Collected data ->
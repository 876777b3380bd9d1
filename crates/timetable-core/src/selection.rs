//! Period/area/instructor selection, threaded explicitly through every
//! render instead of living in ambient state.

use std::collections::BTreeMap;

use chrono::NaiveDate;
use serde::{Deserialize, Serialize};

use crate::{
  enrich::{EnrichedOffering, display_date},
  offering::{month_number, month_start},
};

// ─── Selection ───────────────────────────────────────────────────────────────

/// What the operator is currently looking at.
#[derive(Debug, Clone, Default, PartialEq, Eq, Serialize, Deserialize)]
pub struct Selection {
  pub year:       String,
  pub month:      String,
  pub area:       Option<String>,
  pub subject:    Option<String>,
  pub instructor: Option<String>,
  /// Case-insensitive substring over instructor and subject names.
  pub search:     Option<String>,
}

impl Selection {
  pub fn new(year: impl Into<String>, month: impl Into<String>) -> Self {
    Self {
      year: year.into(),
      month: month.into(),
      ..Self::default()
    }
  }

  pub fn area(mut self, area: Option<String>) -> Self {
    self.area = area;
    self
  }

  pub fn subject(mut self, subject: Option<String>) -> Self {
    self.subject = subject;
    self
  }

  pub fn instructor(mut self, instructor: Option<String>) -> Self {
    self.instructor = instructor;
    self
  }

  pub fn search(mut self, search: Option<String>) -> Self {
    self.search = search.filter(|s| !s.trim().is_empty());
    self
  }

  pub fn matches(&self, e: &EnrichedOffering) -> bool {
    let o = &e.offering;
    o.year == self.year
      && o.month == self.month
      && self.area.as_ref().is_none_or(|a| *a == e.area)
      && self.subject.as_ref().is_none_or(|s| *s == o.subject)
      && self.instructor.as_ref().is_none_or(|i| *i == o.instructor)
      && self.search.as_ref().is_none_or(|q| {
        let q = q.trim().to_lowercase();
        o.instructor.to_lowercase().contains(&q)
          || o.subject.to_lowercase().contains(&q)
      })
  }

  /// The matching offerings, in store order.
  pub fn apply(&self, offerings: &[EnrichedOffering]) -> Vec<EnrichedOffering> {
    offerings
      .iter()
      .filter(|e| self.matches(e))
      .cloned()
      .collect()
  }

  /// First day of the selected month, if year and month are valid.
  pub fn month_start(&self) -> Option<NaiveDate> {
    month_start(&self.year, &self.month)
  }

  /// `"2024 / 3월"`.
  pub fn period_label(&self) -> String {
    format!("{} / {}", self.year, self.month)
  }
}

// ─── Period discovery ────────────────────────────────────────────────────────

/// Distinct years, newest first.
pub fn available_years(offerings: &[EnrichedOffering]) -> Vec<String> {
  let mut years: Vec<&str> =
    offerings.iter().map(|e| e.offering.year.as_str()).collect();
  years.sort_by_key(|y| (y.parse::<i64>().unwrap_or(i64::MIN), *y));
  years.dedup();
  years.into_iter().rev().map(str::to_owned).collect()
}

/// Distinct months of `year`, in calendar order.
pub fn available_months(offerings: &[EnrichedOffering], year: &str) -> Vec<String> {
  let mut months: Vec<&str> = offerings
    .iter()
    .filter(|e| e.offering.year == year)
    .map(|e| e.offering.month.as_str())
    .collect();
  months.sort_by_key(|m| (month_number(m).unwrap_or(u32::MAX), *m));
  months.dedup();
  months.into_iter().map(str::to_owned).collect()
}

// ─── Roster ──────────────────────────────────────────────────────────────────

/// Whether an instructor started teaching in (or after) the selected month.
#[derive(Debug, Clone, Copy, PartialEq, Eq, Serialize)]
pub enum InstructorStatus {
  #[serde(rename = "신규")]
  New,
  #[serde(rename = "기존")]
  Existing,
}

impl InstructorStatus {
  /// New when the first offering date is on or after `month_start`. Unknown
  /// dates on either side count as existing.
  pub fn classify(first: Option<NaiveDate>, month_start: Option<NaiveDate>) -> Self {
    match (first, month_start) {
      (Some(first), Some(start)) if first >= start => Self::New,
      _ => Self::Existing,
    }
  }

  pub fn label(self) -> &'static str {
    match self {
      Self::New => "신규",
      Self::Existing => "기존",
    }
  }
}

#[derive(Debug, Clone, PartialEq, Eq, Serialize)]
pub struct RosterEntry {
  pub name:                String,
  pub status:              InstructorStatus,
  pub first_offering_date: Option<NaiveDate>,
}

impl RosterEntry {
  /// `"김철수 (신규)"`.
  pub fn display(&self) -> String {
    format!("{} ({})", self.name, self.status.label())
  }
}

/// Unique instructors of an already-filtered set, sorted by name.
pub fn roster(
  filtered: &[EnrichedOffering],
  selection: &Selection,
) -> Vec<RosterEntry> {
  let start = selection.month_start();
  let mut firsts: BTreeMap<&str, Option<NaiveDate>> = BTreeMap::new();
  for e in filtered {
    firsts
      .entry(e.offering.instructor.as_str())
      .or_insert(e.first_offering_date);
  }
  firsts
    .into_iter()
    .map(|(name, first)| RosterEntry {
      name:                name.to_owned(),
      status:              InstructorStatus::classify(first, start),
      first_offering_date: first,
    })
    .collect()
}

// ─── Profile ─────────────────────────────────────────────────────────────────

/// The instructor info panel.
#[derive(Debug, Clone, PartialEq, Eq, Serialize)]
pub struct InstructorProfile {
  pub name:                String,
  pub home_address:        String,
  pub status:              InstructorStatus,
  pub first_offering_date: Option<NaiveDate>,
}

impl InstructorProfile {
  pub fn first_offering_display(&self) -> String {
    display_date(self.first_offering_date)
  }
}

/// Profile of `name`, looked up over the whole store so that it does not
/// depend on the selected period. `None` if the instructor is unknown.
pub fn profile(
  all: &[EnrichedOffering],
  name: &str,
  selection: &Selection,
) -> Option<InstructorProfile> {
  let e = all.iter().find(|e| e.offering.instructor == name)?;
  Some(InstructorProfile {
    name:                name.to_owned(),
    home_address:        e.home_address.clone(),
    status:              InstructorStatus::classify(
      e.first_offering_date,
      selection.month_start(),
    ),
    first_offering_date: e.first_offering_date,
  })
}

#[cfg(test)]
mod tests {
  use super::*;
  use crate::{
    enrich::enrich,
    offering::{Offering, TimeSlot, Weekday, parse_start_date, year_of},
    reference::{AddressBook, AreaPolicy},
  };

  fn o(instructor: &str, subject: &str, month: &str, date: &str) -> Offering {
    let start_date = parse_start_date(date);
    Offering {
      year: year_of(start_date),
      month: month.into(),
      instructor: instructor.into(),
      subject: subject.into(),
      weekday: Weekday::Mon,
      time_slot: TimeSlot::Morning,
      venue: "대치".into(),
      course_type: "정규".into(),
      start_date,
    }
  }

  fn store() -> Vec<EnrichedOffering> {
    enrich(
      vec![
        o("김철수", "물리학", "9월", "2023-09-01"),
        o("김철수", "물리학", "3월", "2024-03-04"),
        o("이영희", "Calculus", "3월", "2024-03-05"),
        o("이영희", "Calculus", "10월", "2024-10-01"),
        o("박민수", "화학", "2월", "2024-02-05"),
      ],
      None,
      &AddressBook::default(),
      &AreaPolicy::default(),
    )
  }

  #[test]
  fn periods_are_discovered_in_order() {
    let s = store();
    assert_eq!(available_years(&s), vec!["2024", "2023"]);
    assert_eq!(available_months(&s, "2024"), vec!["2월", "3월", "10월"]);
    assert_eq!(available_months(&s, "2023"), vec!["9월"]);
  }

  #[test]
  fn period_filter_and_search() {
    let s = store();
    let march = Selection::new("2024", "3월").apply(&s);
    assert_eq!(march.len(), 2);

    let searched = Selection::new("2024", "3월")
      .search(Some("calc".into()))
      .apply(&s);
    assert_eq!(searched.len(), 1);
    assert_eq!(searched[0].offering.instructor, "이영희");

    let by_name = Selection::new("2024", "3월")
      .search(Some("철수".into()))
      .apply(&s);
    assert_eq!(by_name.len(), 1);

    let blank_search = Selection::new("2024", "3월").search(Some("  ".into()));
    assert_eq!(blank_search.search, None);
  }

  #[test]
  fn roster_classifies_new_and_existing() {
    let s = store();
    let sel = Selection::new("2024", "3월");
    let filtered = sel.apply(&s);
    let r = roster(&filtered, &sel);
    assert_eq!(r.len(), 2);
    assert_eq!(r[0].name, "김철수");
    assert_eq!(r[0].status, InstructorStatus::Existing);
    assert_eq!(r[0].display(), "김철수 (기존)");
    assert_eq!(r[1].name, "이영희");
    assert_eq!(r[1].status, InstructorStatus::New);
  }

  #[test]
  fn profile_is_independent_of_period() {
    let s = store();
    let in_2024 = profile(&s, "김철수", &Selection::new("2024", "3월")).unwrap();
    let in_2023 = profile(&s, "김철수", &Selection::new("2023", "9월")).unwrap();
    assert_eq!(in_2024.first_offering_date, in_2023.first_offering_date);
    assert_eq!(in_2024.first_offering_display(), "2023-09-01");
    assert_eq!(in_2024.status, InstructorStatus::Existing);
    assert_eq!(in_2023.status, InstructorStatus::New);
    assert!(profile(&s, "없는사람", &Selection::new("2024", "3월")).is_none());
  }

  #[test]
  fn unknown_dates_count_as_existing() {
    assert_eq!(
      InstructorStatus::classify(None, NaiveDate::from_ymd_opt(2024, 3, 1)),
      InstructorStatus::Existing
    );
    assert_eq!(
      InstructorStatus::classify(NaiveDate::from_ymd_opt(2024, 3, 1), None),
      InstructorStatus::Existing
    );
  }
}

Problem -> Give back, verbatim, the lines from the top of the entries above through the line containing "self.area.as_ref().is_none_or(|a| *a == e.area)".

Solution to this task ->
repository 876777b3380bd9d1
filename crates/timetable-core/src/selection.rs
//! Period/area/instructor selection, threaded explicitly through every
//! render instead of living in ambient state.

use std::collections::BTreeMap;

use chrono::NaiveDate;
use serde::{Deserialize, Serialize};

use crate::{
  enrich::{EnrichedOffering, display_date},
  offering::{month_number, month_start},
};

// ─── Selection ───────────────────────────────────────────────────────────────

/// What the operator is currently looking at.
#[derive(Debug, Clone, Default, PartialEq, Eq, Serialize, Deserialize)]
pub struct Selection {
  pub year:       String,
  pub month:      String,
  pub area:       Option<String>,
  pub subject:    Option<String>,
  pub instructor: Option<String>,
  /// Case-insensitive substring over instructor and subject names.
  pub search:     Option<String>,
}

impl Selection {
  pub fn new(year: impl Into<String>, month: impl Into<String>) -> Self {
    Self {
      year: year.into(),
      month: month.into(),
      ..Self::default()
    }
  }

  pub fn area(mut self, area: Option<String>) -> Self {
    self.area = area;
    self
  }

  pub fn subject(mut self, subject: Option<String>) -> Self {
    self.subject = subject;
    self
  }

  pub fn instructor(mut self, instructor: Option<String>) -> Self {
    self.instructor = instructor;
    self
  }

  pub fn search(mut self, search: Option<String>) -> Self {
    self.search = search.filter(|s| !s.trim().is_empty());
    self
  }

  pub fn matches(&self, e: &EnrichedOffering) -> bool {
    let o = &e.offering;
    o.year == self.year
      && o.month == self.month
      && self.area.as_ref().is_none_or(|a| *a == e.area)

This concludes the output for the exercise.